Both species of crappie as adults feed predominantly on smaller species, including the young of their own predators (which include the northern pike, muskellunge, and walleye). They have diverse diets, however, including zooplankton, insects, and crustaceans. By day, crappie tend to be less active and to concentrate around weed beds or submerged objects, such as logs and boulders; they feed especially at dawn and dusk, moving then into open water or approaching the shore.
The Pomoxis species are highly regarded game fishes and are often considered to be among the best tasting freshwater fish. Because of their diverse diets, crappie may be caught in many ways, including casting light jigs, trolling with minnows or artificial lures, using small spinnerbaits, or using bobbers. Crappie are also popular with ice-fishers, as they are active in winter.
The genus name Pomoxis derives from the Greek πώμα (cover, plug, operculum) and οξύς (sharp). The common name (also spelled croppie or crapp»), derives from the Canadian French crapet, which refers to many different fishes of the family Centrarchidae. Note that the plural form of the name, crappies, tends not to be used, by analogy with fishes, except to refer to types of crappie.

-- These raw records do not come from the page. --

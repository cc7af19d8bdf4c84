use std::sync::{Arc, Mutex, MutexGuard};
use std::time::Duration;

use alloy::json_abi::{Function, StateMutability};
use alloy::primitives::{keccak256, Address, U256};
use async_trait::async_trait;
use serde_json::{json, Map, Value};

use rusty_assist_core::{
    encode_calldata, HostPort, InvocationPort, MethodHandle, PortError, ProviderHandle,
    ProviderPort,
};

use crate::AssistAdapterConfig;

/// Wallet provider speaking EIP-1193 style JSON-RPC, or answering
/// deterministically when no endpoint is configured.
#[derive(Debug, Clone)]
pub struct Eip1193Adapter {
    mode: ProviderMode,
    state: Arc<Mutex<ProviderState>>,
    ambient: Option<ProviderHandle>,
}

#[derive(Debug, Clone)]
enum ProviderMode {
    Deterministic,
    Proxy(ProxyRuntime),
}

#[derive(Debug, Clone)]
struct ProxyRuntime {
    base_url: String,
    client: reqwest::Client,
}

#[derive(Debug, Clone)]
struct ProviderState {
    accounts: Vec<Address>,
    chain_id: u64,
    balance: U256,
    enabled: bool,
    reject_sends: bool,
    sent: Vec<Value>,
    request_seq: u64,
}

impl Default for Eip1193Adapter {
    fn default() -> Self {
        Self::with_config(AssistAdapterConfig::default())
    }
}

impl Eip1193Adapter {
    pub fn with_config(config: AssistAdapterConfig) -> Self {
        let mode = match config.provider_proxy_url {
            Some(ref base_url) => {
                let timeout = Duration::from_millis(config.rpc_timeout_ms);
                match reqwest::Client::builder().timeout(timeout).build() {
                    Ok(client) => ProviderMode::Proxy(ProxyRuntime {
                        base_url: base_url.clone(),
                        client,
                    }),
                    Err(e) => {
                        tracing::warn!(error = %e, "proxy client unavailable, using deterministic provider");
                        ProviderMode::Deterministic
                    }
                }
            }
            None => ProviderMode::Deterministic,
        };

        Self {
            mode,
            state: Arc::new(Mutex::new(ProviderState {
                accounts: config.accounts.clone(),
                chain_id: config.chain_id,
                balance: config.balance,
                enabled: true,
                reject_sends: false,
                sent: Vec::new(),
                request_seq: 0,
            })),
            ambient: config.ambient_provider(),
        }
    }

    pub fn is_proxy(&self) -> bool {
        matches!(self.mode, ProviderMode::Proxy(_))
    }

    fn lock(&self) -> Result<MutexGuard<'_, ProviderState>, PortError> {
        self.state
            .lock()
            .map_err(|e| PortError::Transport(format!("provider lock poisoned: {e}")))
    }

    pub async fn accounts(&self) -> Result<Vec<Address>, PortError> {
        if !self.is_proxy() {
            return Ok(self.lock()?.accounts.clone());
        }
        let result = self.request("eth_accounts", json!([])).await?;
        let items = result
            .as_array()
            .ok_or_else(|| PortError::Transport("eth_accounts result must be array".to_owned()))?;
        items
            .iter()
            .map(|item| {
                item.as_str()
                    .ok_or_else(|| {
                        PortError::Transport("eth_accounts item must be string".to_owned())
                    })?
                    .parse::<Address>()
                    .map_err(|e| PortError::Validation(format!("invalid account: {e}")))
            })
            .collect()
    }

    pub async fn chain_id(&self) -> Result<u64, PortError> {
        if !self.is_proxy() {
            return Ok(self.lock()?.chain_id);
        }
        let result = self.request("eth_chainId", json!([])).await?;
        json_quantity_to_u64(&result)
    }

    pub async fn balance(&self, account: Address) -> Result<U256, PortError> {
        if !self.is_proxy() {
            return Ok(self.lock()?.balance);
        }
        let result = self
            .request("eth_getBalance", json!([account.to_string(), "latest"]))
            .await?;
        let raw = result
            .as_str()
            .ok_or_else(|| PortError::Transport("eth_getBalance result must be string".to_owned()))?;
        raw.parse::<U256>()
            .map_err(|e| PortError::Validation(format!("invalid balance {raw}: {e}")))
    }

    /// Whether the user has granted this dapp access to the wallet.
    pub fn is_enabled(&self) -> Result<bool, PortError> {
        Ok(self.lock()?.enabled)
    }

    /// Transactions accepted in deterministic mode, oldest first.
    pub fn sent_transactions(&self) -> Result<Vec<Value>, PortError> {
        Ok(self.lock()?.sent.clone())
    }

    pub fn debug_inject_accounts(&self, accounts: Vec<Address>) -> Result<(), PortError> {
        self.lock()?.accounts = accounts;
        Ok(())
    }

    pub fn debug_inject_chain_id(&self, chain_id: u64) -> Result<(), PortError> {
        self.lock()?.chain_id = chain_id;
        Ok(())
    }

    pub fn debug_inject_balance(&self, balance: U256) -> Result<(), PortError> {
        self.lock()?.balance = balance;
        Ok(())
    }

    pub fn debug_set_enabled(&self, enabled: bool) -> Result<(), PortError> {
        self.lock()?.enabled = enabled;
        Ok(())
    }

    pub fn debug_reject_sends(&self, reject: bool) -> Result<(), PortError> {
        self.lock()?.reject_sends = reject;
        Ok(())
    }

    async fn request(&self, method: &str, params: Value) -> Result<Value, PortError> {
        let proxy = match &self.mode {
            ProviderMode::Proxy(proxy) => proxy,
            ProviderMode::Deterministic => {
                return Err(PortError::NotImplemented("eip1193 proxy runtime not enabled"))
            }
        };
        let id = {
            let mut g = self.lock()?;
            g.request_seq = g.request_seq.saturating_add(1);
            g.request_seq
        };

        let payload = json!({
            "jsonrpc": "2.0",
            "id": id,
            "method": method,
            "params": params,
        });
        tracing::debug!(method, id, "eip1193 proxy request");
        let response = proxy
            .client
            .post(&proxy.base_url)
            .json(&payload)
            .send()
            .await
            .map_err(|e| PortError::Transport(format!("eip1193 proxy request failed: {e}")))?;
        let status = response.status();
        let body: Value = response
            .json()
            .await
            .map_err(|e| PortError::Transport(format!("eip1193 proxy json decode failed: {e}")))?;
        if !status.is_success() {
            return Err(PortError::Transport(format!(
                "eip1193 proxy status {status}: {body}"
            )));
        }
        if let Some(err) = body.get("error") {
            return Err(PortError::Transport(format!(
                "eip1193 proxy returned error: {err}"
            )));
        }
        body.get("result")
            .cloned()
            .ok_or_else(|| PortError::Transport("eip1193 proxy missing result".to_owned()))
    }

    async fn invoke(
        &self,
        handle: &MethodHandle,
        entry: &Function,
        args: Vec<Value>,
    ) -> Result<Value, PortError> {
        match entry.state_mutability {
            StateMutability::Pure | StateMutability::View => {
                self.call(handle, &args, None, None).await
            }
            StateMutability::NonPayable | StateMutability::Payable => {
                self.send_contract_transaction(handle, &args, &json!({}))
                    .await
            }
        }
    }
}

fn bound_function(handle: &MethodHandle) -> Result<&Function, PortError> {
    handle
        .function
        .as_ref()
        .ok_or_else(|| PortError::NotFound(format!("contract has no method named {}", handle.name)))
}

fn json_quantity_to_u64(value: &Value) -> Result<u64, PortError> {
    match value {
        Value::Number(n) => n
            .as_u64()
            .ok_or_else(|| PortError::Validation(format!("invalid quantity: {n}"))),
        Value::String(s) => {
            let parsed = match s.strip_prefix("0x") {
                Some(hex) => u64::from_str_radix(hex, 16),
                None => s.parse(),
            };
            parsed.map_err(|e| PortError::Validation(format!("invalid quantity {s}: {e}")))
        }
        other => Err(PortError::Validation(format!("invalid quantity: {other}"))),
    }
}

#[async_trait]
impl ProviderPort for Eip1193Adapter {
    async fn call(
        &self,
        handle: &MethodHandle,
        args: &[Value],
        tx_object: Option<&Value>,
        default_block: Option<&Value>,
    ) -> Result<Value, PortError> {
        let data = encode_calldata(bound_function(handle)?, args)?;
        if !self.is_proxy() {
            let mut seed = Vec::new();
            if let Some(contract) = handle.contract {
                seed.extend_from_slice(contract.as_slice());
            }
            seed.extend_from_slice(&data);
            return Ok(json!(keccak256(seed).to_string()));
        }

        let mut call: Map<String, Value> = tx_object
            .and_then(Value::as_object)
            .cloned()
            .unwrap_or_default();
        if let Some(contract) = handle.contract {
            call.insert("to".to_owned(), json!(contract.to_string()));
        }
        call.insert("data".to_owned(), json!(data.to_string()));
        let block = default_block.cloned().unwrap_or_else(|| json!("latest"));
        self.request("eth_call", json!([Value::Object(call), block]))
            .await
    }

    async fn send_contract_transaction(
        &self,
        handle: &MethodHandle,
        args: &[Value],
        tx_object: &Value,
    ) -> Result<Value, PortError> {
        let data = encode_calldata(bound_function(handle)?, args)?;
        let mut tx = tx_object.as_object().cloned().unwrap_or_default();
        if let Some(contract) = handle.contract {
            tx.insert("to".to_owned(), json!(contract.to_string()));
        }
        tx.insert("data".to_owned(), json!(data.to_string()));
        self.send_transaction(&Value::Object(tx)).await
    }

    async fn send_transaction(&self, tx_object: &Value) -> Result<Value, PortError> {
        if self.is_proxy() {
            return self
                .request("eth_sendTransaction", json!([tx_object]))
                .await;
        }

        let mut g = self.lock()?;
        if g.reject_sends {
            return Err(PortError::Transport(
                "user rejected transaction".to_owned(),
            ));
        }
        let mut seed = tx_object.to_string().into_bytes();
        seed.extend_from_slice(&(g.sent.len() as u64).to_be_bytes());
        g.sent.push(tx_object.clone());
        Ok(json!(keccak256(seed).to_string()))
    }
}

/// Both generations reach the node through the same JSON-RPC calls.
#[async_trait]
impl InvocationPort for Eip1193Adapter {
    async fn legacy_invoke(
        &self,
        handle: &MethodHandle,
        entry: &Function,
        args: Vec<Value>,
    ) -> Result<Value, PortError> {
        self.invoke(handle, entry, args).await
    }

    async fn modern_invoke(
        &self,
        handle: &MethodHandle,
        entry: &Function,
        args: Vec<Value>,
    ) -> Result<Value, PortError> {
        self.invoke(handle, entry, args).await
    }
}

impl HostPort for Eip1193Adapter {
    fn ambient_provider(&self) -> Option<ProviderHandle> {
        self.ambient.clone()
    }
}
//! Readiness evaluation behind `onboard`.
//!
//! Headless mode evaluates every check and reports the first failure;
//! interactive mode stops at the first failing gate and may wait on the
//! user to dismiss a notification.

use std::sync::Arc;

use serde_json::Value;
use tokio::sync::oneshot;

use crate::domain::{CategoryCode, EventCode, EventRecord, FailureCode};
use crate::ports::{
    AssistError, EnvironmentCheckPort, InteractiveHandlers, NotifierPort, PreparePort,
};
use crate::state::{EnvironmentState, StateWriter};

pub const READY_MESSAGE: &str = "User is ready to transact";

#[derive(Debug, Clone, Copy, PartialEq, Eq)]
pub enum ReadinessCheck {
    MobileDevice,
    Browser,
    Wallet,
    AccountAccess,
    Network,
    Balance,
}

impl ReadinessCheck {
    pub const ALL: [Self; 6] = [
        Self::MobileDevice,
        Self::Browser,
        Self::Wallet,
        Self::AccountAccess,
        Self::Network,
        Self::Balance,
    ];

    /// Failure tags this check raises against `state`, in order.
    pub fn failures(self, state: &EnvironmentState) -> Vec<FailureCode> {
        let mut out = Vec::new();
        match self {
            Self::MobileDevice if state.mobile_device => out.push(FailureCode::MobileBlocked),
            Self::Browser if !state.valid_browser => out.push(FailureCode::BrowserFail),
            Self::Wallet if !state.web3_wallet => out.push(FailureCode::WalletFail),
            Self::AccountAccess if !state.access_to_accounts => {
                if state.legacy_wallet {
                    out.push(FailureCode::WalletLogin);
                }
                if state.modern_wallet && !state.wallet_logged_in {
                    out.push(FailureCode::WalletLoginEnable);
                }
                if state.modern_wallet && !state.wallet_enabled {
                    out.push(FailureCode::WalletEnable);
                }
            }
            Self::Network if !state.correct_network => out.push(FailureCode::NetworkFail),
            Self::Balance if !state.minimum_balance => out.push(FailureCode::NsfFail),
            _ => {}
        }
        out
    }
}

/// Records only the first failure while every check still runs.
#[derive(Debug, Default)]
pub struct FirstFailure {
    first: Option<FailureCode>,
    discarded: Vec<FailureCode>,
    evaluated: usize,
}

impl FirstFailure {
    pub fn record(&mut self, check: ReadinessCheck, failures: Vec<FailureCode>) {
        self.evaluated += 1;
        for code in failures {
            if self.first.is_none() {
                self.first = Some(code);
            } else {
                tracing::debug!(?check, discarded = %code, "later readiness failure discarded");
                self.discarded.push(code);
            }
        }
    }

    pub fn first(&self) -> Option<FailureCode> {
        self.first
    }

    pub fn discarded(&self) -> &[FailureCode] {
        &self.discarded
    }

    pub fn evaluated(&self) -> usize {
        self.evaluated
    }

    pub fn into_result(self) -> Result<Value, AssistError> {
        match self.first {
            Some(code) => Err(AssistError::from_code(code)),
            None => Ok(Value::String(READY_MESSAGE.to_owned())),
        }
    }
}

/// Runs all six headless checks against a state snapshot.
pub fn evaluate_headless(state: &EnvironmentState) -> FirstFailure {
    let mut acc = FirstFailure::default();
    for check in ReadinessCheck::ALL {
        acc.record(check, check.failures(state));
    }
    acc
}

pub struct ReadinessEvaluator {
    state: StateWriter,
    environment: Arc<dyn EnvironmentCheckPort>,
    prepare: Arc<dyn PreparePort>,
    notifier: Arc<dyn NotifierPort>,
}

impl ReadinessEvaluator {
    pub fn new(
        state: StateWriter,
        environment: Arc<dyn EnvironmentCheckPort>,
        prepare: Arc<dyn PreparePort>,
        notifier: Arc<dyn NotifierPort>,
    ) -> Self {
        Self {
            state,
            environment,
            prepare,
            notifier,
        }
    }

    pub async fn onboard(&self) -> Result<Value, AssistError> {
        if self.state.read(EnvironmentState::headless_mode)? {
            self.headless().await
        } else {
            self.interactive().await
        }
    }

    async fn headless(&self) -> Result<Value, AssistError> {
        self.environment.check_environment().await?;
        let snapshot = self.state.snapshot()?;
        let outcome = evaluate_headless(&snapshot);
        tracing::debug!(
            first = ?outcome.first(),
            evaluated = outcome.evaluated(),
            "headless readiness evaluated"
        );
        outcome.into_result()
    }

    async fn interactive(&self) -> Result<Value, AssistError> {
        let (valid_api_key, supported_network, mobile_device) = self
            .state
            .read(|s| (s.valid_api_key, s.supported_network, s.mobile_device))?;

        if !valid_api_key {
            return Err(AssistError::fatal(
                FailureCode::InitFail,
                "Your API key is not valid",
            ));
        }
        if !supported_network {
            return Err(AssistError::fatal(
                FailureCode::InitFail,
                "This network is not supported",
            ));
        }

        if mobile_device {
            // Observable side effect kept from the browser gating flow.
            self.state.update(|s| s.valid_browser = false)?;
            let (tx, rx) = oneshot::channel::<()>();
            self.notifier.notify(
                EventRecord::new(EventCode::MobileBlocked, CategoryCode::Onboard),
                Some(InteractiveHandlers::on_dismiss(move || {
                    let _ = tx.send(());
                })),
            );
            if rx.await.is_err() {
                // Hook dropped without being called: nothing can settle us.
                std::future::pending::<()>().await;
            }
            tracing::info!("mobile notification dismissed");
            return Err(AssistError::from_code(FailureCode::MobileBlocked));
        }

        self.prepare
            .prepare_for_transaction(CategoryCode::Onboard)
            .await
    }
}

Other names for crappie are papermouths, strawberry bass, speckled bass or specks (especially in Michigan), speckled perch, calico bass (throughout New England), sac-au-lait (in southern Louisiana, lit "bag of milk") and Oswego bass.
Dimensions Up to 21 1/4" (53 cm).
Habitat Rivers & streams, Lakes & ponds.
Range Plains, Great Lakes, New England, Mid-Atlantic, Southeast, Florida, California, Northwest, Eastern Canada.